[Stored data Boundary: Start]
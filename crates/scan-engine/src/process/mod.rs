//! 프로세스 컨트롤러: 외부 스캐너 프로세스 하나의 전체 수명 주기
//!
//! [`NmapProcessController`]는 명령을 만들어 프로세스를 실행하고,
//! stdout/stderr를 별도 태스크에서 동시에 읽으며, 제어 요청(일시정지/재개/중지)을
//! 프로세스 그룹 시그널로 전달합니다.
//!
//! # 출력 처리
//!
//! - stdout: XML 선언부터 `</nmaprun>`까지 캡처, 모든 줄을 진행률 휴리스틱에 전달
//! - stderr: 경고 수준 진행 이벤트로 보고, 작업 상태에는 영향 없음
//! - XML이 아닌 줄은 진단용 transcript에 보존
//!
//! # 종료 처리
//!
//! - XML 문서가 끝난 뒤 `exit_grace` 안에 종료하지 않으면 정상 종료를 요청
//! - 중지: SIGTERM + SIGCONT, `stop_timeout` 대기, 초과 시 SIGKILL
//! - 종료 후 `drain_timeout` 동안 남은 출력을 읽고, 넘으면 reader 태스크를 중단
//!
//! 프로세스 핸들과 reader 태스크는 모든 반환 경로에서 정리됩니다.

pub mod capture;
pub mod signal;

use std::future::Future;
use std::process::{ExitStatus, Stdio};
use std::sync::Arc;
use std::time::SystemTime;

use tokio::io::{AsyncBufReadExt, AsyncRead, BufReader};
use tokio::process::{Child, Command};
use tokio::sync::{mpsc, oneshot};
use tokio::task::JoinHandle;
use tokio::time::{Instant, sleep_until};
use tracing::{debug, info, warn};

use scanwarden_core::types::{ScanConfig, ScanResult};

use crate::command::{CommandBuilder, ScanCommand};
use crate::config::ScanEngineConfig;
use crate::error::ScanEngineError;
use crate::parser::{NmapXmlParser, ResultParser};
use crate::progress::ProgressHeuristic;

use self::capture::{CaptureState, Transcript, XmlCapture};
use self::signal::{ProcessGroup, SuspendableProcess};

/// 진행 상태 텍스트 최대 길이 (문자)
const MAX_STATUS_CHARS: usize = 100;

/// reader → 컨트롤러 줄 채널 용량
const LINE_CHANNEL_CAPACITY: usize = 256;

/// 제어 요청
///
/// 일시정지/재개는 시그널 전달 결과를 응답 채널로 돌려받습니다.
#[derive(Debug)]
pub enum ControlRequest {
    /// 일시정지
    Pause {
        /// 시그널 전달 결과
        reply: oneshot::Sender<Result<(), ScanEngineError>>,
    },
    /// 재개
    Resume {
        /// 시그널 전달 결과
        reply: oneshot::Sender<Result<(), ScanEngineError>>,
    },
    /// 중지 (정상 종료 후 강제 종료)
    Stop,
}

/// 실행 결과
#[derive(Debug, Clone, PartialEq)]
pub enum RunOutcome {
    /// 프로세스가 끝나고 결과가 만들어짐 (결과 상태는 error일 수 있음)
    Finished(ScanResult),
    /// 중지 요청으로 종료됨
    Stopped,
}

/// 진행 보고 콜백
///
/// 출력 순서대로 호출됩니다. 구현체는 스레드 안전해야 합니다.
pub trait ProgressReporter: Send + Sync {
    /// 휴리스틱 진행률 갱신
    fn progress(&self, percent: u8, status: &str);

    /// stderr 줄
    fn warning(&self, line: &str);

    /// XML이 아닌 stdout 줄
    fn output(&self, _line: &str) {}
}

/// 스캔 실행기 trait
///
/// 매니저는 이 trait을 통해 작업을 실행합니다. 테스트는 가짜 실행기를 주입합니다.
pub trait ScanRunner: Send + Sync + 'static {
    /// 스캔 하나를 끝까지 실행합니다.
    ///
    /// `control`로 들어오는 요청을 처리하며, 진행 상황은 `reporter`로 보고합니다.
    fn run(
        &self,
        config: ScanConfig,
        control: mpsc::Receiver<ControlRequest>,
        reporter: Arc<dyn ProgressReporter>,
    ) -> impl Future<Output = Result<RunOutcome, ScanEngineError>> + Send;
}

/// 출력 스트림 종류
#[derive(Debug, Clone, Copy, PartialEq, Eq)]
enum StreamKind {
    Stdout,
    Stderr,
}

#[derive(Debug)]
struct StreamLine {
    kind: StreamKind,
    line: String,
}

/// drop 시 reader 태스크를 중단하는 핸들 묶음
struct ReaderTasks(Vec<JoinHandle<()>>);

impl Drop for ReaderTasks {
    fn drop(&mut self) {
        for handle in &self.0 {
            handle.abort();
        }
    }
}

/// nmap 프로세스 컨트롤러
pub struct NmapProcessController {
    config: ScanEngineConfig,
    builder: CommandBuilder,
    parser: Arc<dyn ResultParser>,
}

impl NmapProcessController {
    /// 엔진 설정으로 컨트롤러를 생성합니다.
    pub fn new(config: ScanEngineConfig) -> Self {
        let builder = CommandBuilder::new(config.nmap_path.clone());
        let parser = Arc::new(NmapXmlParser::new().with_max_bytes(config.max_xml_bytes));
        Self {
            config,
            builder,
            parser,
        }
    }

    /// 결과 파서를 교체합니다.
    pub fn with_parser(mut self, parser: Arc<dyn ResultParser>) -> Self {
        self.parser = parser;
        self
    }

    /// 명령 빌더
    pub fn builder(&self) -> &CommandBuilder {
        &self.builder
    }

    fn spawn(&self, command: &ScanCommand) -> Result<Child, ScanEngineError> {
        let mut cmd = Command::new(&command.program);
        cmd.args(&command.args)
            .stdin(Stdio::null())
            .stdout(Stdio::piped())
            .stderr(Stdio::piped())
            .kill_on_drop(true);

        #[cfg(unix)]
        cmd.process_group(0);

        cmd.spawn().map_err(|source| ScanEngineError::Spawn {
            program: command.program.clone(),
            source,
        })
    }

    async fn execute(
        &self,
        config: ScanConfig,
        mut control: mpsc::Receiver<ControlRequest>,
        reporter: Arc<dyn ProgressReporter>,
    ) -> Result<RunOutcome, ScanEngineError> {
        let scan_id = config.scan_id.clone().unwrap_or_default();
        let command = self.builder.build(&config)?;
        let heuristic = ProgressHeuristic::for_scan_type(config.scan_type);

        info!(scan_id = %scan_id, command = %command, "spawning scanner");
        let mut child = self.spawn(&command)?;
        let spawned_at = SystemTime::now();
        let group = ProcessGroup::new(child.id().unwrap_or_default());
        debug!(scan_id = %scan_id, pgid = group.pgid(), "scanner started");

        let (line_tx, mut line_rx) = mpsc::channel(LINE_CHANNEL_CAPACITY);
        let mut readers = Vec::with_capacity(2);
        match (child.stdout.take(), child.stderr.take()) {
            (Some(stdout), Some(stderr)) => {
                readers.push(tokio::spawn(read_lines(
                    stdout,
                    StreamKind::Stdout,
                    line_tx.clone(),
                )));
                readers.push(tokio::spawn(read_lines(
                    stderr,
                    StreamKind::Stderr,
                    line_tx,
                )));
            }
            _ => {
                let _ = child.start_kill();
                return Err(ScanEngineError::Stream(
                    "scanner output pipes unavailable".to_owned(),
                ));
            }
        }
        let _readers = ReaderTasks(readers);

        let mut capture = XmlCapture::new(self.config.max_xml_bytes);
        let mut transcript = Transcript::new(self.config.max_transcript_bytes);
        let mut progress = 0u8;

        let mut exit_status: Option<ExitStatus> = None;
        let mut streams_open = true;
        let mut control_open = true;
        let mut stop_requested = false;

        let mut grace_at: Option<Instant> = None;
        let mut kill_at: Option<Instant> = None;
        let mut drain_at: Option<Instant> = None;

        loop {
            if exit_status.is_some() && !streams_open {
                break;
            }

            tokio::select! {
                maybe_line = line_rx.recv(), if streams_open => match maybe_line {
                    Some(StreamLine { kind: StreamKind::Stdout, line }) => {
                        let is_xml = capture.push_line(&line);
                        if !is_xml {
                            transcript.push_line(&line);
                            reporter.output(&line);
                        }
                        if let Some(next) = heuristic.estimate(&line, progress) {
                            progress = next;
                            reporter.progress(progress, &status_text(&line));
                        }
                        if capture.state() == CaptureState::Complete && grace_at.is_none() {
                            grace_at = Some(Instant::now() + self.config.exit_grace());
                        }
                    }
                    Some(StreamLine { kind: StreamKind::Stderr, line }) => {
                        transcript.push_line(&line);
                        reporter.warning(&status_text(&line));
                    }
                    None => streams_open = false,
                },

                status = child.wait(), if exit_status.is_none() => match status {
                    Ok(status) => {
                        debug!(scan_id = %scan_id, status = %status, "scanner exited");
                        exit_status = Some(status);
                        drain_at = Some(Instant::now() + self.config.drain_timeout());
                    }
                    Err(e) => {
                        let _ = group.kill();
                        let _ = child.start_kill();
                        return Err(ScanEngineError::Stream(format!(
                            "failed to wait for scanner: {e}"
                        )));
                    }
                },

                request = control.recv(), if control_open => match request {
                    Some(ControlRequest::Pause { reply }) => {
                        let result = group.suspend();
                        if let Err(e) = &result {
                            warn!(scan_id = %scan_id, error = %e, "failed to pause scanner");
                        }
                        let _ = reply.send(result);
                    }
                    Some(ControlRequest::Resume { reply }) => {
                        let result = group.resume();
                        if let Err(e) = &result {
                            warn!(scan_id = %scan_id, error = %e, "failed to resume scanner");
                        }
                        let _ = reply.send(result);
                    }
                    Some(ControlRequest::Stop) if !stop_requested => {
                        stop_requested = true;
                        if exit_status.is_none() && kill_at.is_none() {
                            info!(scan_id = %scan_id, "stopping scanner");
                            kill_at = Some(self.begin_terminate(&group, &mut child));
                        }
                    }
                    Some(ControlRequest::Stop) => {}
                    None => control_open = false,
                },

                _ = sleep_until(grace_at.unwrap_or_else(Instant::now)),
                    if grace_at.is_some() && kill_at.is_none() && exit_status.is_none() =>
                {
                    debug!(scan_id = %scan_id, "scanner still running after xml end, terminating");
                    grace_at = None;
                    kill_at = Some(self.begin_terminate(&group, &mut child));
                }

                _ = sleep_until(kill_at.unwrap_or_else(Instant::now)),
                    if kill_at.is_some() && exit_status.is_none() =>
                {
                    warn!(scan_id = %scan_id, "graceful stop timed out, killing scanner");
                    metrics::counter!(scanwarden_core::metrics::SCAN_KILL_ESCALATIONS_TOTAL)
                        .increment(1);
                    if let Err(e) = group.kill() {
                        debug!(scan_id = %scan_id, error = %e, "group kill failed");
                    }
                    let _ = child.start_kill();
                    kill_at = None;
                }

                _ = sleep_until(drain_at.unwrap_or_else(Instant::now)),
                    if drain_at.is_some() && streams_open =>
                {
                    warn!(scan_id = %scan_id, "output streams still open after exit, abandoning");
                    streams_open = false;
                }
            }
        }

        if stop_requested {
            info!(scan_id = %scan_id, "scanner stopped");
            return Ok(RunOutcome::Stopped);
        }

        let status_desc = exit_status
            .map(|s| s.to_string())
            .unwrap_or_else(|| "unknown".to_owned());

        if capture.state() == CaptureState::Overflow {
            let reason = format!(
                "xml output exceeded {} bytes (exit status: {status_desc})",
                self.config.max_xml_bytes
            );
            warn!(scan_id = %scan_id, reason = %reason, "discarding scan output");
            return Ok(RunOutcome::Finished(
                ScanResult::failed(scan_id, transcript.into_string(), reason)
                    .with_start_time_or(spawned_at),
            ));
        }

        if transcript.is_truncated() {
            debug!(scan_id = %scan_id, "diagnostic transcript truncated");
        }

        match capture.into_xml() {
            Some(xml) => {
                if exit_status.is_some_and(|s| !s.success()) {
                    warn!(scan_id = %scan_id, status = %status_desc, "scanner exited with failure status");
                }
                Ok(RunOutcome::Finished(
                    self.parser
                        .parse(&scan_id, &xml)
                        .with_start_time_or(spawned_at),
                ))
            }
            None => {
                let reason = format!("scanner produced no xml output (exit status: {status_desc})");
                warn!(scan_id = %scan_id, reason = %reason, "no scan output");
                Ok(RunOutcome::Finished(
                    ScanResult::failed(scan_id, transcript.into_string(), reason)
                        .with_start_time_or(spawned_at),
                ))
            }
        }
    }

    /// 정상 종료를 요청하고 강제 종료 시각을 반환합니다.
    fn begin_terminate(&self, group: &ProcessGroup, child: &mut Child) -> Instant {
        if let Err(e) = group.terminate() {
            // 그룹 시그널이 없는 플랫폼은 직계 자식만 종료
            debug!(error = %e, "group terminate failed, killing child");
            let _ = child.start_kill();
        }
        Instant::now() + self.config.stop_timeout()
    }
}

impl ScanRunner for NmapProcessController {
    async fn run(
        &self,
        config: ScanConfig,
        control: mpsc::Receiver<ControlRequest>,
        reporter: Arc<dyn ProgressReporter>,
    ) -> Result<RunOutcome, ScanEngineError> {
        self.execute(config, control, reporter).await
    }
}

/// 스트림을 줄 단위로 읽어 채널로 보냅니다. 잘못된 UTF-8은 대체 문자로 바꿉니다.
async fn read_lines<R>(stream: R, kind: StreamKind, tx: mpsc::Sender<StreamLine>)
where
    R: AsyncRead + Unpin + Send + 'static,
{
    let mut reader = BufReader::new(stream);
    let mut buf = Vec::new();
    loop {
        buf.clear();
        match reader.read_until(b'\n', &mut buf).await {
            Ok(0) => break,
            Ok(_) => {
                let line = String::from_utf8_lossy(&buf)
                    .trim_end_matches(['\r', '\n'])
                    .to_owned();
                if tx.send(StreamLine { kind, line }).await.is_err() {
                    break;
                }
            }
            Err(e) => {
                warn!(stream = ?kind, error = %e, "failed to read scanner output");
                break;
            }
        }
    }
}

fn status_text(line: &str) -> String {
    line.trim().chars().take(MAX_STATUS_CHARS).collect()
}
[Stored data Boundary: End]
### [Problem]
Each line from the top of the material above through the line with "텍스트 최대 길이 (문자)" must be echoed exactly, and no other line.

### [Task answer]
filename crates/scan-engine/src/process/mod.rs
//! 프로세스 컨트롤러: 외부 스캐너 프로세스 하나의 전체 수명 주기
//!
//! [`NmapProcessController`]는 명령을 만들어 프로세스를 실행하고,
//! stdout/stderr를 별도 태스크에서 동시에 읽으며, 제어 요청(일시정지/재개/중지)을
//! 프로세스 그룹 시그널로 전달합니다.
//!
//! # 출력 처리
//!
//! - stdout: XML 선언부터 `</nmaprun>`까지 캡처, 모든 줄을 진행률 휴리스틱에 전달
//! - stderr: 경고 수준 진행 이벤트로 보고, 작업 상태에는 영향 없음
//! - XML이 아닌 줄은 진단용 transcript에 보존
//!
//! # 종료 처리
//!
//! - XML 문서가 끝난 뒤 `exit_grace` 안에 종료하지 않으면 정상 종료를 요청
//! - 중지: SIGTERM + SIGCONT, `stop_timeout` 대기, 초과 시 SIGKILL
//! - 종료 후 `drain_timeout` 동안 남은 출력을 읽고, 넘으면 reader 태스크를 중단
//!
//! 프로세스 핸들과 reader 태스크는 모든 반환 경로에서 정리됩니다.

pub mod capture;
pub mod signal;

use std::future::Future;
use std::process::{ExitStatus, Stdio};
use std::sync::Arc;
use std::time::SystemTime;

use tokio::io::{AsyncBufReadExt, AsyncRead, BufReader};
use tokio::process::{Child, Command};
use tokio::sync::{mpsc, oneshot};
use tokio::task::JoinHandle;
use tokio::time::{Instant, sleep_until};
use tracing::{debug, info, warn};

use scanwarden_core::types::{ScanConfig, ScanResult};

use crate::command::{CommandBuilder, ScanCommand};
use crate::config::ScanEngineConfig;
use crate::error::ScanEngineError;
use crate::parser::{NmapXmlParser, ResultParser};
use crate::progress::ProgressHeuristic;

use self::capture::{CaptureState, Transcript, XmlCapture};
use self::signal::{ProcessGroup, SuspendableProcess};

/// 진행 상태 텍스트 최대 길이 (문자)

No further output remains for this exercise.